Tampakan könnte eigentlich ein ruhiges, kleines, nahezu verschlafenes Nest sein. Es liegt im Süden der Philippinen auf der Insel Mindanao, am Fuße des Mount Matutum, einem der 22 aktiven Vulkane der Philippinen. Die Kleinstadt ist nur wenige Kilometer von der Provinz-Hauptstadt Koronadal City entfernt. Doch in dem Grenzgebiet von vier Regionen liegen insgesamt 375.000 Tonnen Kupfer und 360.000 Unzen Gold unter der Erde.

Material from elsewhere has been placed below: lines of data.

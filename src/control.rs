//! TD control: on-policy SARSA and off-policy Q-learning agents

use rand::{SeedableRng, rngs::StdRng};

use crate::{
    error::Result,
    grid::GridWorld,
    policy::{Policy, epsilon_greedy_probs},
    reward::RewardModel,
    types::{Action, State},
    value::QTable,
};

/// One observed transition: the action taken from a state, the reward for
/// the cell it landed on, and whether that cell is terminal.
#[derive(Debug, Clone, Copy)]
struct Transition {
    state: State,
    action: Action,
    reward: f64,
    done: bool,
}

/// SARSA agent (on-policy TD control).
///
/// Acts from a single policy that is pushed toward epsilon-greedy over Q
/// after every backup. The backup bootstraps off the action the policy
/// actually took next, reconstructed from a two-slot window of the most
/// recent transitions, which is what makes the update on-policy.
#[derive(Debug)]
pub struct SarsaAgent {
    gamma: f64,
    alpha: f64,
    epsilon: f64,
    q: QTable,
    policy: Policy,
    // memory[0] is the newest transition, memory[1] the one before it.
    memory: [Option<Transition>; 2],
    rng: StdRng,
}

impl SarsaAgent {
    /// Create an agent acting from `policy` (typically uniform) until the
    /// first backups start reshaping it.
    pub fn new(gamma: f64, alpha: f64, epsilon: f64, policy: Policy) -> Self {
        Self {
            gamma,
            alpha,
            epsilon,
            q: QTable::new(),
            policy,
            memory: [None, None],
            rng: StdRng::from_rng(&mut rand::rng()),
        }
    }

    /// Seed the action-sampling generator for reproducible runs.
    pub fn with_seed(mut self, seed: u64) -> Self {
        self.rng = StdRng::seed_from_u64(seed);
        self
    }

    pub fn q(&self) -> &QTable {
        &self.q
    }

    pub fn policy(&self) -> &Policy {
        &self.policy
    }

    /// Greedy action under the learned action-values.
    pub fn greedy_action(&self, state: State) -> Action {
        self.q.greedy_action(state)
    }

    /// Forget the episode history. Called at the start of every episode so
    /// the first transition of an episode never backs up across the
    /// previous episode's terminal step.
    fn reset(&mut self) {
        self.memory = [None, None];
    }

    /// Record a transition and apply the on-policy backup.
    ///
    /// The first record of an episode is stored without an update - there
    /// is no earlier pair to credit yet. Afterwards each new record closes
    /// the previous pair's transition: the older (state, action) is backed
    /// up against its own reward plus the discounted Q-value of the newer
    /// pair, and the policy at the older state is refreshed to
    /// epsilon-greedy. A terminal record additionally receives its own
    /// backup with a zero bootstrap.
    fn observe(&mut self, transition: Transition) {
        self.memory[1] = self.memory[0];
        self.memory[0] = Some(transition);
        let Some(older) = self.memory[1] else {
            return;
        };

        let bootstrap = if older.done {
            0.0
        } else {
            self.q.get(transition.state, transition.action)
        };
        self.td_step(older.state, older.action, older.reward + self.gamma * bootstrap);

        if transition.done {
            self.td_step(transition.state, transition.action, transition.reward);
        }
    }

    fn td_step(&mut self, state: State, action: Action, target: f64) {
        let old = self.q.get(state, action);
        self.q.set(state, action, old + self.alpha * (target - old));
        self.policy
            .set(state, epsilon_greedy_probs(&self.q, state, self.epsilon));
    }

    /// Run one episode from the start cell to the goal.
    ///
    /// # Errors
    ///
    /// `Error::StartNotSet` / `Error::GoalNotSet` on a misconfigured grid,
    /// `Error::ActionNotFound` on a malformed policy. The loop is
    /// unbounded until the goal is reached.
    pub fn run_episode(&mut self, grid: &GridWorld, rewards: &RewardModel) -> Result<()> {
        let goal = grid.goal()?;
        let mut state = grid.start()?;
        self.reset();
        loop {
            let action = self.policy.sample(state, &mut self.rng)?;
            let next = grid.step(state, action);
            let reward = rewards.reward(next);
            let done = next == goal;
            self.observe(Transition {
                state,
                action,
                reward,
                done,
            });
            if done {
                return Ok(());
            }
            state = next;
        }
    }

    /// Run a batch of training episodes.
    pub fn run(&mut self, grid: &GridWorld, rewards: &RewardModel, episodes: usize) -> Result<()> {
        for _ in 0..episodes {
            self.run_episode(grid, rewards)?;
        }
        Ok(())
    }
}

/// Q-learning agent (off-policy TD control).
///
/// Behavior is sampled from an epsilon-soft policy while the backup always
/// uses the maximal next action-value, independent of the action the
/// behavior policy goes on to take. A separate target policy is kept pure
/// greedy; both are refreshed from Q after every update.
#[derive(Debug)]
pub struct QLearningAgent {
    gamma: f64,
    alpha: f64,
    epsilon: f64,
    q: QTable,
    target: Policy,
    behavior: Policy,
    rng: StdRng,
}

impl QLearningAgent {
    /// Create an agent whose target and behavior policies both start from
    /// `initial` (typically uniform).
    pub fn new(gamma: f64, alpha: f64, epsilon: f64, initial: Policy) -> Self {
        Self {
            gamma,
            alpha,
            epsilon,
            q: QTable::new(),
            target: initial.clone(),
            behavior: initial,
            rng: StdRng::from_rng(&mut rand::rng()),
        }
    }

    /// Seed the action-sampling generator for reproducible runs.
    pub fn with_seed(mut self, seed: u64) -> Self {
        self.rng = StdRng::seed_from_u64(seed);
        self
    }

    pub fn q(&self) -> &QTable {
        &self.q
    }

    /// The greedy target policy.
    pub fn target_policy(&self) -> &Policy {
        &self.target
    }

    /// The epsilon-soft behavior policy.
    pub fn behavior_policy(&self) -> &Policy {
        &self.behavior
    }

    /// Greedy action under the learned action-values.
    pub fn greedy_action(&self, state: State) -> Action {
        self.q.greedy_action(state)
    }

    /// Apply the off-policy backup for one transition, then refresh both
    /// policies at the updated state.
    fn observe(&mut self, state: State, action: Action, reward: f64, next: State, done: bool) {
        let bootstrap = if done { 0.0 } else { self.q.max_q(next) };
        let target = reward + self.gamma * bootstrap;
        let old = self.q.get(state, action);
        self.q.set(state, action, old + self.alpha * (target - old));

        self.target.set(state, epsilon_greedy_probs(&self.q, state, 0.0));
        self.behavior
            .set(state, epsilon_greedy_probs(&self.q, state, self.epsilon));
    }

    /// Run one episode from the start cell to the goal, acting from the
    /// behavior policy.
    ///
    /// # Errors
    ///
    /// `Error::StartNotSet` / `Error::GoalNotSet` on a misconfigured grid,
    /// `Error::ActionNotFound` on a malformed policy. The loop is
    /// unbounded until the goal is reached.
    pub fn run_episode(&mut self, grid: &GridWorld, rewards: &RewardModel) -> Result<()> {
        let goal = grid.goal()?;
        let mut state = grid.start()?;
        loop {
            let action = self.behavior.sample(state, &mut self.rng)?;
            let next = grid.step(state, action);
            let reward = rewards.reward(next);
            let done = next == goal;
            self.observe(state, action, reward, next, done);
            if done {
                return Ok(());
            }
            state = next;
        }
    }

    /// Run a batch of training episodes.
    pub fn run(&mut self, grid: &GridWorld, rewards: &RewardModel, episodes: usize) -> Result<()> {
        for _ in 0..episodes {
            self.run_episode(grid, rewards)?;
        }
        Ok(())
    }
}

#[cfg(test)]
mod tests {
    use super::*;

    fn corridor() -> (GridWorld, RewardModel) {
        let mut grid = GridWorld::new(3, 1);
        grid.set_start(0, 0).unwrap();
        grid.set_goal(2, 0).unwrap();
        let rewards = RewardModel::new(grid.goal().unwrap());
        (grid, rewards)
    }

    #[test]
    fn sarsa_skips_the_first_transition_of_an_episode() {
        let (grid, _) = corridor();
        let policy = Policy::uniform(&grid.states());
        let mut agent = SarsaAgent::new(0.9, 0.5, 0.1, policy).with_seed(1);

        agent.observe(Transition {
            state: State::new(0, 0),
            action: Action::Right,
            reward: 0.0,
            done: false,
        });
        // No older record yet: nothing was updated.
        assert_eq!(agent.q().get(State::new(0, 0), Action::Right), 0.0);
    }

    #[test]
    fn sarsa_backs_up_the_previous_pair_from_the_next_action() {
        let (grid, _) = corridor();
        let policy = Policy::uniform(&grid.states());
        let mut agent = SarsaAgent::new(0.9, 0.5, 0.1, policy).with_seed(1);
        agent.q.set(State::new(1, 0), Action::Right, 1.5);

        agent.observe(Transition {
            state: State::new(0, 0),
            action: Action::Right,
            reward: 0.0,
            done: false,
        });
        agent.observe(Transition {
            state: State::new(1, 0),
            action: Action::Right,
            reward: 0.0,
            done: false,
        });

        // Q(0,0 / Right) = 0 + 0.5 * (0 + 0.9 * 1.5 - 0) = 0.675
        let updated = agent.q().get(State::new(0, 0), Action::Right);
        assert!((updated - 0.675).abs() < 1e-12);
        // The refreshed policy is epsilon-greedy at the updated state.
        let entry = agent.policy().action_probs(State::new(0, 0)).unwrap();
        assert!((entry[&Action::Right] - (1.0 - 0.1 + 0.025)).abs() < 1e-12);
    }

    #[test]
    fn sarsa_flushes_the_terminal_pair() {
        let (grid, rewards) = corridor();
        let policy = Policy::uniform(&grid.states());
        let mut agent = SarsaAgent::new(0.9, 0.5, 0.1, policy).with_seed(1);

        agent.observe(Transition {
            state: State::new(0, 0),
            action: Action::Right,
            reward: 0.0,
            done: false,
        });
        agent.observe(Transition {
            state: State::new(1, 0),
            action: Action::Right,
            reward: rewards.reward(State::new(2, 0)),
            done: true,
        });

        // The terminal pair was backed up with a zero bootstrap.
        let terminal_q = agent.q().get(State::new(1, 0), Action::Right);
        assert!((terminal_q - 0.5).abs() < 1e-12);
    }

    #[test]
    fn sarsa_clears_memory_between_episodes() {
        let (grid, rewards) = corridor();
        let policy = Policy::uniform(&grid.states());
        let mut agent = SarsaAgent::new(0.9, 0.5, 0.1, policy).with_seed(9);
        agent.run_episode(&grid, &rewards).unwrap();
        assert!(agent.memory[0].is_some());
        agent.reset();
        assert!(agent.memory[0].is_none() && agent.memory[1].is_none());
    }

    #[test]
    fn q_learning_bootstraps_off_the_maximal_next_value() {
        let (grid, _) = corridor();
        let policy = Policy::uniform(&grid.states());
        let mut agent = QLearningAgent::new(0.9, 0.5, 0.1, policy).with_seed(1);
        agent.q.set(State::new(1, 0), Action::Left, 1.0);
        agent.q.set(State::new(1, 0), Action::Right, 2.0);

        agent.observe(State::new(0, 0), Action::Right, 0.0, State::new(1, 0), false);

        // Q(0,0 / Right) = 0 + 0.5 * (0 + 0.9 * 2.0 - 0) = 0.9
        let updated = agent.q().get(State::new(0, 0), Action::Right);
        assert!((updated - 0.9).abs() < 1e-12);

        // Target is pure greedy, behavior epsilon-soft, at the updated state.
        let target = agent.target_policy().action_probs(State::new(0, 0)).unwrap();
        assert_eq!(target[&Action::Right], 1.0);
        assert_eq!(target[&Action::Left], 0.0);
        let behavior = agent
            .behavior_policy()
            .action_probs(State::new(0, 0))
            .unwrap();
        assert!((behavior[&Action::Right] - (1.0 - 0.1 + 0.025)).abs() < 1e-12);
    }

    #[test]
    fn q_learning_terminal_bootstrap_is_zero() {
        let (grid, _) = corridor();
        let policy = Policy::uniform(&grid.states());
        let mut agent = QLearningAgent::new(0.9, 0.5, 0.1, policy).with_seed(1);
        agent.q.set(State::new(2, 0), Action::Right, 5.0);

        agent.observe(State::new(1, 0), Action::Right, 1.0, State::new(2, 0), true);

        // The stale value at the terminal state is ignored.
        let updated = agent.q().get(State::new(1, 0), Action::Right);
        assert!((updated - 0.5).abs() < 1e-12);
    }
}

Dadurch besitzt der Ort eine der wertvollsten, unentschlossenen Rohstofflagerstätten der Welt. Seit den 1990ern haben mehrere ausländische Konzerne, darunter Western Mining Corporation, Indophil Resources (jeweils aus Australien), Xstrata und Glencore (jeweils aus der Schweiz) versucht, einen Abbau dieser Lagerstätten zu forcieren. Sie alle sind erbärmlich gescheitert, haben viele Millionen Euro verloren und mussten sich unverrichteter Dinge aus den jeweiligen Projekten zurückziehen. Zuletzt hat Glencore seine Beteiligung an dem Projekt im Sommer 2015 mit hohen Verlusten verkauft. Gescheitert sind sie am Widerstand der Indigenen Gemeinschaft der B’laan, der Zivilgesellschaft, der Kirchen, der lokalen Politik und den vielen Aktiven. So könnte eine Narrative des Erfolges aussehen.

Bischof Gutierrez und Dr. Beyani präsentieren Auswirkungen von Bergbau auf Indigene in Tampakan (Michael Reckordt Juli 2015)

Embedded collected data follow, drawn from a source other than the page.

//! Output formatting and progress bars for CLI

use indicatif::{ProgressBar, ProgressStyle};

/// Create a progress bar for episode loops
pub fn create_episode_progress(total_episodes: u64) -> ProgressBar {
    let pb = ProgressBar::new(total_episodes);
    pb.set_style(
        ProgressStyle::default_bar()
            .template("[{elapsed_precise}] {bar:40.cyan/blue} {pos}/{len} episodes")
            .expect("Invalid progress bar template")
            .progress_chars("=>-"),
    );
    pb
}

/// Print a section header
pub fn print_section(title: &str) {
    println!("\n{}", "=".repeat(60));
    println!("{title}");
    println!("{}", "=".repeat(60));
}

/// Print a key-value pair
pub fn print_kv(key: &str, value: &str) {
    println!("  {:12} {}", format!("{}:", key), value);
}
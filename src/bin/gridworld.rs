//! gridworld CLI - tabular RL solvers on a grid-world dungeon
//!
//! This CLI provides a unified interface for:
//! - Printing a dungeon scenario
//! - Evaluating fixed policies (DP, Monte-Carlo, TD(0))
//! - Solving for optimal values (DP value iteration)
//! - Training TD controllers (SARSA, Q-learning)

use anyhow::Result;
use clap::{Parser, Subcommand};

#[derive(Parser)]
#[command(name = "gridworld")]
#[command(version, about = "Tabular RL solvers for a grid-world MDP", long_about = None)]
struct Cli {
    #[command(subcommand)]
    command: Commands,
}

#[derive(Subcommand)]
enum Commands {
    /// Print the configured dungeon
    Show(gridworld_rl::cli::commands::show::ShowArgs),

    /// Evaluate a fixed policy (DP, Monte-Carlo, or TD(0))
    Evaluate(gridworld_rl::cli::commands::evaluate::EvaluateArgs),

    /// Solve for optimal state values with DP value iteration
    Solve(gridworld_rl::cli::commands::solve::SolveArgs),

    /// Train a TD controller (SARSA or Q-learning)
    Train(gridworld_rl::cli::commands::train::TrainArgs),
}

fn main() -> Result<()> {
    let cli = Cli::parse();

    match cli.command {
        Commands::Show(args) => gridworld_rl::cli::commands::show::execute(args),
        Commands::Evaluate(args) => gridworld_rl::cli::commands::evaluate::execute(args),
        Commands::Solve(args) => gridworld_rl::cli::commands::solve::execute(args),
        Commands::Train(args) => gridworld_rl::cli::commands::train::execute(args),
    }
}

Bischof Gutierrez und Dr. Beyani präsentieren Auswirkungen von Bergbau auf Indigene in Tampakan (Michael Reckordt Juli 2015)

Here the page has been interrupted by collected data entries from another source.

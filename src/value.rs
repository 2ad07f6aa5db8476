//! Zero-default value tables for V and Q

use std::collections::HashMap;

use serde::{Deserialize, Serialize};

use crate::types::{Action, State};

/// State-value table V with an implicit 0.0 for unseen states.
#[derive(Debug, Clone, Default, Serialize, Deserialize)]
pub struct ValueTable {
    values: HashMap<State, f64>,
}

impl ValueTable {
    pub fn new() -> Self {
        Self::default()
    }

    /// Value of a state; 0.0 if it was never set.
    pub fn get(&self, state: State) -> f64 {
        self.values.get(&state).copied().unwrap_or(0.0)
    }

    pub fn set(&mut self, state: State, value: f64) {
        self.values.insert(state, value);
    }

    pub fn len(&self) -> usize {
        self.values.len()
    }

    pub fn is_empty(&self) -> bool {
        self.values.is_empty()
    }

    /// Explicitly stored entries in row-major order, for stable output.
    pub fn sorted(&self) -> Vec<(State, f64)> {
        let mut entries: Vec<_> = self.values.iter().map(|(&s, &v)| (s, v)).collect();
        entries.sort_by_key(|(s, _)| (s.y, s.x));
        entries
    }
}

/// Action-value table Q with an implicit 0.0 for unseen pairs.
#[derive(Debug, Clone, Default, Serialize, Deserialize)]
pub struct QTable {
    values: HashMap<State, HashMap<Action, f64>>,
}

impl QTable {
    pub fn new() -> Self {
        Self::default()
    }

    /// Q-value of a state-action pair; 0.0 if it was never set.
    pub fn get(&self, state: State, action: Action) -> f64 {
        self.values
            .get(&state)
            .and_then(|entry| entry.get(&action))
            .copied()
            .unwrap_or(0.0)
    }

    pub fn set(&mut self, state: State, action: Action, value: f64) {
        self.values.entry(state).or_default().insert(action, value);
    }

    /// Maximum Q-value over all four actions.
    pub fn max_q(&self, state: State) -> f64 {
        Action::ALL
            .iter()
            .map(|&action| self.get(state, action))
            .fold(f64::NEG_INFINITY, f64::max)
    }

    /// Greedy action for a state. Ties resolve to the first maximal action
    /// in `Action::ALL` order, keeping argmax deterministic for unvisited
    /// states where every Q-value is still 0.0.
    pub fn greedy_action(&self, state: State) -> Action {
        let mut best = Action::ALL[0];
        let mut best_q = self.get(state, best);
        for &action in &Action::ALL[1..] {
            let q = self.get(state, action);
            if q > best_q {
                best = action;
                best_q = q;
            }
        }
        best
    }

    /// States with explicitly stored entries, in row-major order.
    pub fn states(&self) -> Vec<State> {
        let mut states: Vec<_> = self.values.keys().copied().collect();
        states.sort_by_key(|s| (s.y, s.x));
        states
    }
}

Doch es gibt auch die Schattenseite, die andere Geschichte: Im Morgengrauen des 18. Oktober 2012 kam es laut Angaben der Armed Forces of the Philippines (AFP) zu einem Schusswechsel zwischen der AFP und Indigenen. Bei diesem Schusswechsel wurden Juvy Capion und ihre beiden minderjährigen Söhne Jon und Jordan von der Armee in dem vermeintlichen Gefecht getötet. Medien, Kirche und Zivilgesellschaft sagen, es gab nie ein Gefecht, da die vom Militär gesuchte Person längst nicht mehr in dem Dorf anwesend war. Aktivist/innen sprechen daher von einem Massaker an der Familie. Vertreter/innen der Diözese in Koronadal bestätigten bei einem Besuch Ende Juli 2015, dass bis heute keine ziviler Gerichtsprozess gegen die beteiligten Soldaten begonnen hat.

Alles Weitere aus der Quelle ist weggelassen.